A \(12\,\mathrm{kg}\) object is in a gravitational field of magnitude \(4.0\,\mathrm{N\,kg^{-1}}\). Find its weight magnitude.

An object has mass \(20\,\mathrm{kg}\). If the local gravitational field halves, what happens to its mass and weight?

A \(75\,\mathrm{kg}\) explorer has weight \(255\,\mathrm{N}\) on a moon. Find the moon's local gravitational field magnitude.

A \(25\,\mathrm{kg}\) payload is outside a spherical body of mass \(7.0\times10^{22}\,\mathrm{kg}\), at \(2.0\times10^6\,\mathrm{m}\) from its center. Find the payload's weight magnitude. Use \(G=6.67\times10^{-11}\,\mathrm{N\,m^2\,kg^{-2}}\).

An object has weight \(W_R\) at radius \(R\) from a spherical planet. Find its weight at radius \(2R\).

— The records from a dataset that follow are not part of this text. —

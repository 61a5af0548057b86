// srcbackup: uncommitted and unpushed work backup
//
// SPDX-FileCopyrightText: 2026 Romeo Ahmed
// SPDX-License-Identifier: GPL-3.0-or-later

use super::{LogConfig, LogLevel, open_log_file};

#[test]
fn test_log_level_bounds() {
    assert!(LogLevel::new(0).is_ok());
    assert!(LogLevel::new(6).is_ok());
    assert!(LogLevel::new(7).is_err());
    assert_eq!(LogLevel::from_u8(9), None);
}

#[test]
fn test_verbosity_raises_to_debug() {
    let levels = vec![
        ("info_quiet", LogLevel::INFO.with_verbosity(false).as_u8()),
        ("info_verbose", LogLevel::INFO.with_verbosity(true).as_u8()),
        ("trace_verbose", LogLevel::TRACE.with_verbosity(true).as_u8()),
        ("silent_verbose", LogLevel::SILENT.with_verbosity(true).as_u8()),
    ];
    insta::assert_debug_snapshot!(levels, @r#"
    [
        (
            "info_quiet",
            3,
        ),
        (
            "info_verbose",
            4,
        ),
        (
            "trace_verbose",
            5,
        ),
        (
            "silent_verbose",
            4,
        ),
    ]
    "#);
}

#[test]
fn test_filter_strings() {
    let filters: Vec<&str> = (0..=6)
        .filter_map(LogLevel::from_u8)
        .map(LogLevel::to_filter_string)
        .collect();
    assert_eq!(
        filters,
        ["off", "error", "warn", "info", "debug", "trace", "trace"]
    );
}

#[test]
fn test_log_config_defaults() {
    let config = LogConfig::default();
    assert_eq!(config.console_level(), LogLevel::INFO);
    assert_eq!(config.file_level(), LogLevel::TRACE);
    assert!(config.log_file().is_none());
}

#[test]
fn test_log_level_deserialize() {
    let level: LogLevel = serde_json::from_str("4").expect("in range");
    assert_eq!(level, LogLevel::DEBUG);
    assert_eq!(serde_json::to_string(&LogLevel::WARN).expect("serialize"), "2");

    let err = serde_json::from_str::<LogLevel>("9").expect_err("out of range");
    assert!(err.to_string().contains("log level must be 0-6, got 9"), "{err}");
}

#[test]
fn test_log_file_appends_and_creates_parents() {
    use std::io::Write as _;

    let dir = tempfile::tempdir().expect("tempdir");
    let path = dir.path().join("logs/nightly/srcbackup.log");

    writeln!(open_log_file(&path).expect("first open"), "run 1").expect("write");
    writeln!(open_log_file(&path).expect("second open"), "run 2").expect("write");

    assert_eq!(std::fs::read_to_string(&path).expect("read"), "run 1\nrun 2\n");
}
// srcbackup: uncommitted and unpushed work backup
//
// SPDX-FileCopyrightText: 2026 Romeo Ahmed
// SPDX-License-Identifier: GPL-3.0-or-later

use super::loader::ConfigLoader;
use super::paths::PathsConfig;
use super::types::{StatusConfig, ToolsConfig};
use super::Config;
use crate::error::ConfigError;
use crate::logging::LogLevel;
use std::path::{Path, PathBuf};

#[test]
fn test_default_config() {
    let config = Config::default();
    insta::assert_yaml_snapshot!(
        serde_json::json!({
            "global.verbose": config.global.verbose,
            "global.dry": config.global.dry,
            "global.output_log_level": config.global.output_log_level.as_u8(),
            "global.file_log_level": config.global.file_log_level.as_u8(),
            "tools.hg": config.tools.hg,
            "tools.rsync": config.tools.rsync,
        }),
        @r"
    global.dry: false
    global.file_log_level: 5
    global.output_log_level: 3
    global.verbose: false
    tools.hg: hg
    tools.rsync: rsync
    "
    );
}

#[test]
fn test_tools_default() {
    let tools = ToolsConfig::default();
    assert_eq!(tools.hg, PathBuf::from("hg"));
    assert_eq!(tools.rsync, PathBuf::from("rsync"));
}

#[test]
fn test_paths_resolve_defaults() {
    let mut paths = PathsConfig {
        destination: Some(PathBuf::from("/backup")),
        ..PathsConfig::default()
    };
    paths.resolve().expect("resolve");

    assert_eq!(paths.uncommitted_files, Some(PathBuf::from("/backup/uncommittedFiles")));
    assert_eq!(paths.uncommitted_diffs, Some(PathBuf::from("/backup/uncommittedDiffs")));
    assert_eq!(paths.unpushed_commits, Some(PathBuf::from("/backup/unpushedCommits")));
}

#[test]
fn test_paths_resolve_relative_and_absolute() {
    let mut paths = PathsConfig {
        destination: Some(PathBuf::from("/backup")),
        uncommitted_files: Some(PathBuf::from("files")),
        unpushed_commits: Some(PathBuf::from("/elsewhere/bundles")),
        ..PathsConfig::default()
    };
    paths.resolve().expect("resolve");

    assert_eq!(paths.uncommitted_files_dir().expect("files"), Path::new("/backup/files"));
    assert_eq!(
        paths.unpushed_commits_dir().expect("bundles"),
        Path::new("/elsewhere/bundles")
    );
}

#[test]
fn test_paths_missing_keys() {
    let paths = PathsConfig::default();

    let err = paths.repository().expect_err("no repository");
    let config_err = err.downcast_ref::<ConfigError>().expect("config error");
    insta::assert_snapshot!(
        config_err.to_string(),
        @"missing required config key 'repository' in section '[paths]'"
    );

    assert!(paths.destination().is_err());
    assert!(paths.uncommitted_diffs_dir().is_err());

    let mut unresolved = PathsConfig::default();
    assert!(unresolved.resolve().is_err());
}

#[test]
fn test_status_filter() {
    let status = StatusConfig {
        include_removed: true,
        include_deleted: false,
    };
    let filter = status.filter();
    assert!(filter.include_removed);
    assert!(!filter.include_deleted);
}

#[test]
fn test_config_parse() {
    let config = Config::parse(
        r#"
[global]
verbose = true
output_log_level = 4
log_file = "logs/srcbackup.log"

[paths]
repository = "/src/repo"
destination = "/backup"

[tools]
hg = "/opt/hg/bin/hg"

[status]
include_deleted = true
"#,
    )
    .expect("parse should succeed");

    assert!(config.global.verbose);
    assert_eq!(config.global.output_log_level, LogLevel::DEBUG);
    assert_eq!(config.global.log_file, Some(PathBuf::from("logs/srcbackup.log")));
    assert_eq!(config.paths.repository().expect("repo"), Path::new("/src/repo"));
    assert_eq!(
        config.paths.uncommitted_files,
        Some(PathBuf::from("/backup/uncommittedFiles"))
    );
    assert_eq!(config.tools.hg, PathBuf::from("/opt/hg/bin/hg"));
    assert_eq!(config.tools.rsync, PathBuf::from("rsync"));
    assert!(config.status.include_deleted);
    assert!(config.global.run_options().verbose);
}

#[test]
fn test_config_rejects_bad_log_level() {
    assert!(Config::parse("[global]\noutput_log_level = 9").is_err());
}

#[test]
fn test_deny_unknown_fields() {
    assert!(Config::parse("[paths]\nprefix = \"/x\"").is_err());
    assert!(Config::parse("[cmake]\nhost = \"x\"").is_err());
}

#[test]
fn test_format_options() {
    let config = Config::parse(
        r#"
[global]
log_file = "srcbackup.log"

[paths]
repository = "/src/repo"
destination = "/backup"
"#,
    )
    .expect("parse");

    insta::assert_snapshot!(config.format_options().join("\n"), @r"
    global.dry              = false
    global.file_log_level   = 5
    global.log_file         = srcbackup.log
    global.output_log_level = 3
    global.verbose          = false
    paths.destination       = /backup
    paths.repository        = /src/repo
    paths.uncommitted_diffs = /backup/uncommittedDiffs
    paths.uncommitted_files = /backup/uncommittedFiles
    paths.unpushed_commits  = /backup/unpushedCommits
    status.include_deleted  = false
    status.include_removed  = false
    tools.hg                = hg
    tools.rsync             = rsync
    ");
}

#[test]
fn test_config_loader_tracks_files() {
    let loader = ConfigLoader::new()
        .add_toml_str("[global]\ndry = true")
        .add_toml_file_optional("/nonexistent/srcbackup.toml");

    insta::assert_snapshot!(loader.format_loaded_files().join("\n"), @"1. [string] <string>");
    assert_eq!(loader.loaded_files().len(), 1);
}

#[test]
fn test_config_loader_add_toml_file_not_found() {
    let result = ConfigLoader::new()
        .add_toml_file("/nonexistent/path/srcbackup.toml")
        .build();
    assert!(result.is_err(), "build should fail for a missing required file");
}

#[test]
fn test_config_loader_with_env_prefix() {
    // SAFETY: the variable names are unique to this test.
    unsafe {
        std::env::set_var("SRCBACKUPUNIT_GLOBAL__DRY", "true");
        std::env::set_var("SRCBACKUPUNIT_STATUS__INCLUDE_REMOVED", "true");
        std::env::set_var("SRCBACKUPUNIT_PATHS__DESTINATION", "/env/backup");
    }

    let config = ConfigLoader::new()
        .add_toml_str("[global]\ndry = false")
        .with_env_prefix("SRCBACKUPUNIT")
        .build()
        .expect("build should succeed");

    assert!(config.global.dry, "env var should override TOML value");
    assert!(config.status.include_removed);
    assert_eq!(
        config.paths.uncommitted_diffs,
        Some(PathBuf::from("/env/backup/uncommittedDiffs"))
    );

    // SAFETY: same as above.
    unsafe {
        std::env::remove_var("SRCBACKUPUNIT_GLOBAL__DRY");
        std::env::remove_var("SRCBACKUPUNIT_STATUS__INCLUDE_REMOVED");
        std::env::remove_var("SRCBACKUPUNIT_PATHS__DESTINATION");
    }
}

#[test]
fn test_config_loader_set_override() {
    let config = ConfigLoader::new()
        .add_toml_str("[global]\ndry = false")
        .set("global.dry", true)
        .expect("set should succeed")
        .set("paths.repository", "/cli/repo")
        .expect("set should succeed")
        .build()
        .expect("build should succeed");

    assert!(config.global.dry, "set override should take effect");
    assert_eq!(config.paths.repository, Some(PathBuf::from("/cli/repo")));
    assert!(config.paths.destination.is_none());
}

#[test]
fn test_config_loader_layered_sources() {
    use std::io::Write;
    use tempfile::NamedTempFile;

    let mut file = NamedTempFile::new().expect("failed to create temp file");
    writeln!(
        file,
        r#"
[global]
dry = false
verbose = true

[paths]
repository = "/file/repo"
"#
    )
    .expect("failed to write");

    let config = ConfigLoader::new()
        .add_toml_file(file.path())
        .add_toml_str(
            r#"
[global]
dry = true

[paths]
destination = "/string/backup"
"#,
        )
        .build()
        .expect("build should succeed");

    assert!(config.global.dry, "string should override file");
    assert!(config.global.verbose, "file value should persist");
    assert_eq!(config.paths.repository, Some(PathBuf::from("/file/repo")));
    assert_eq!(config.paths.destination, Some(PathBuf::from("/string/backup")));
}

#[test]
fn test_config_loader_build_deserialization_error() {
    let result = ConfigLoader::new()
        .add_toml_str("[global]\n dry = \"not a boolean\"")
        .build();

    assert!(result.is_err(), "build should fail with type mismatch");
    let err_str = result.unwrap_err().to_string();
    assert!(
        err_str.contains("dry") || err_str.contains("invalid type"),
        "error should mention the problematic field: {err_str}"
    );
}

#[test]
fn test_config_loader_default_impl() {
    let config1 = ConfigLoader::new().build().expect("build should succeed");
    let config2 = ConfigLoader::default().build().expect("build should succeed");
    assert_eq!(config1, config2);
    assert_eq!(config1, Config::default());
}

Two probes have masses \(m\) and \(3m\). They are at radii \(R\) and \(2R\) from the same spherical source. Find the ratio of their weight magnitudes \(W_{3m,2R}/W_{m,R}\).

At what height above the surface of a spherical planet of radius \(R\) is an object's weight half its surface weight?

A \(5.0\,\mathrm{kg}\) object is in a local gravitational field \(\vec g=(-2.0\hat{\imath}-7.0\hat{\jmath})\,\mathrm{N\,kg^{-1}}\). Find its weight vector and magnitude.

A \(50\,\mathrm{kg}\) lander has weight \(300\,\mathrm{N}\) at radius \(8.0\times10^6\,\mathrm{m}\) from a spherical planet's center. Infer the planet mass. Use \(G=6.67\times10^{-11}\,\mathrm{N\,m^2\,kg^{-2}}\).

A body of radius \(R\) has surface weight \(W_s\). Derive the height \(h\) above the surface at which the weight has fallen by a fraction \(p\), so \(W=(1-p)W_s\). State the allowed range of \(p\).